The price of West Texas Intermediate (WTI) crude futures for September delivery added 3.10 dollars, or 4.6 percent, to settle at 70.30 dollars per barrel on the New York Mercantile Exchange.

Meanwhile, Brent crude futures for September delivery rose 2.88 dollars, or nearly 4.2 percent, to close at 72.23 dollars per barrel on the London ICE Futures Exchange.

US crude inventories increased by 2.1 million barrels during the week ended July 16, the US Energy Information Administration (EIA) said in a report on Wednesday, July 21. Analysts polled by S&P Global Platts expect the EIA publication to show a 6.7 million barrel drop in US crude supplies.

The EIA report also showed crude stockpiles at Cushing, Oklahoma, a major US oil shipping hub, fell by 1.4 million barrels in the past week.

On the other hand, total gasoline inventories decreased by 0.1 million barrels last week and refined fuel inventories fell 1.3 percent, according to the EIA.

Market participants continue to digest the agreement of major oil producers on production.
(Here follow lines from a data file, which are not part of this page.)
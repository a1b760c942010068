//! Configuration access port trait.

use rust_decimal::Decimal;

use crate::domain::error::MarketError;
use crate::domain::money::parse_money;

pub trait ConfigPort {
    fn get_string(&self, section: &str, key: &str) -> Option<String>;
    fn get_int(&self, section: &str, key: &str, default: i64) -> i64;
    fn get_bool(&self, section: &str, key: &str, default: bool) -> bool;

    /// A monetary value, or `default` when the key is absent.
    fn get_money(&self, section: &str, key: &str, default: Decimal) -> Result<Decimal, MarketError> {
        match self.get_string(section, key) {
            Some(raw) => parse_money(key, &raw).map_err(|e| MarketError::ConfigInvalid {
                section: section.to_string(),
                key: key.to_string(),
                reason: e.to_string(),
            }),
            None => Ok(default),
        }
    }
}
//! Players and the field rules applied when they are created or edited.

use rust_decimal::Decimal;

use super::category::Category;
use super::error::MarketError;
use super::money::{ensure_within_cap, round_money};
use super::{PlayerId, TeamId};

pub const MIN_AGE: u8 = 18;
pub const MAX_AGE: u8 = 40;

#[derive(Debug, Clone, PartialEq)]
pub struct Player {
    pub id: PlayerId,
    pub first_name: String,
    pub last_name: String,
    pub country: String,
    pub age: u8,
    pub category: Category,
    pub price: Decimal,
    pub team_id: Option<TeamId>,
}

impl Player {
    /// Build a free agent from raw input, collecting the first rule it breaks.
    pub fn validated(
        first_name: &str,
        last_name: &str,
        country: &str,
        age: u8,
        category: Category,
        price: Decimal,
    ) -> Result<Self, MarketError> {
        let first_name = require_text("first_name", first_name)?;
        let last_name = require_text("last_name", last_name)?;
        let country = normalize_country(country)?;
        validate_age(age)?;
        validate_price(price)?;

        Ok(Player {
            id: 0,
            first_name,
            last_name,
            country,
            age,
            category,
            price: round_money(price),
            team_id: None,
        })
    }

    pub fn full_name(&self) -> String {
        format!("{} {}", self.first_name, self.last_name)
    }

    pub fn is_free_agent(&self) -> bool {
        self.team_id.is_none()
    }
}

pub fn require_text(field: &str, value: &str) -> Result<String, MarketError> {
    let trimmed = value.trim();
    if trimmed.is_empty() {
        return Err(MarketError::validation(field, "may not be blank"));
    }
    Ok(trimmed.to_string())
}

/// Countries are two-letter codes, stored upper case.
pub fn normalize_country(raw: &str) -> Result<String, MarketError> {
    let code = raw.trim().to_uppercase();
    if code.is_empty() {
        return Err(MarketError::validation("country", "may not be blank"));
    }
    if code.len() != 2 || !code.chars().all(|c| c.is_ascii_uppercase()) {
        return Err(MarketError::validation(
            "country",
            format!("\"{code}\" is not a valid choice"),
        ));
    }
    Ok(code)
}

pub fn validate_age(age: u8) -> Result<(), MarketError> {
    if !(MIN_AGE..=MAX_AGE).contains(&age) {
        return Err(MarketError::validation(
            "age",
            format!("should be in the range [{MIN_AGE},{MAX_AGE}]"),
        ));
    }
    Ok(())
}

pub fn validate_price(price: Decimal) -> Result<(), MarketError> {
    if price.is_sign_negative() && !price.is_zero() {
        return Err(MarketError::validation("price", "must not be negative"));
    }
    ensure_within_cap("price", round_money(price))?;
    Ok(())
}
//! Port traits the domain talks to its collaborators through.

pub mod config_port;
pub mod random_port;
pub mod search_port;
pub mod store_port;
The Organization of the Petroleum Exporting Countries (OPEC) and its allies, known as OPEC+, agreed on Sunday 18 July to increase supply by 400,000 barrels per day from August to December.

Oil was hit by a sell-off on Monday, July 19, driven by fears of a demand meltdown amid rising COVID-19 cases, pushing oil around 7.0 percent lower and hitting other risk assets. The market is skeptical that the price increase will last long.

"It's hard to see prices rebounding unless virus jitters are brought back under control. The market is clearly nervous about the demand outlook," said Stephen Brennock of oil broker PVM.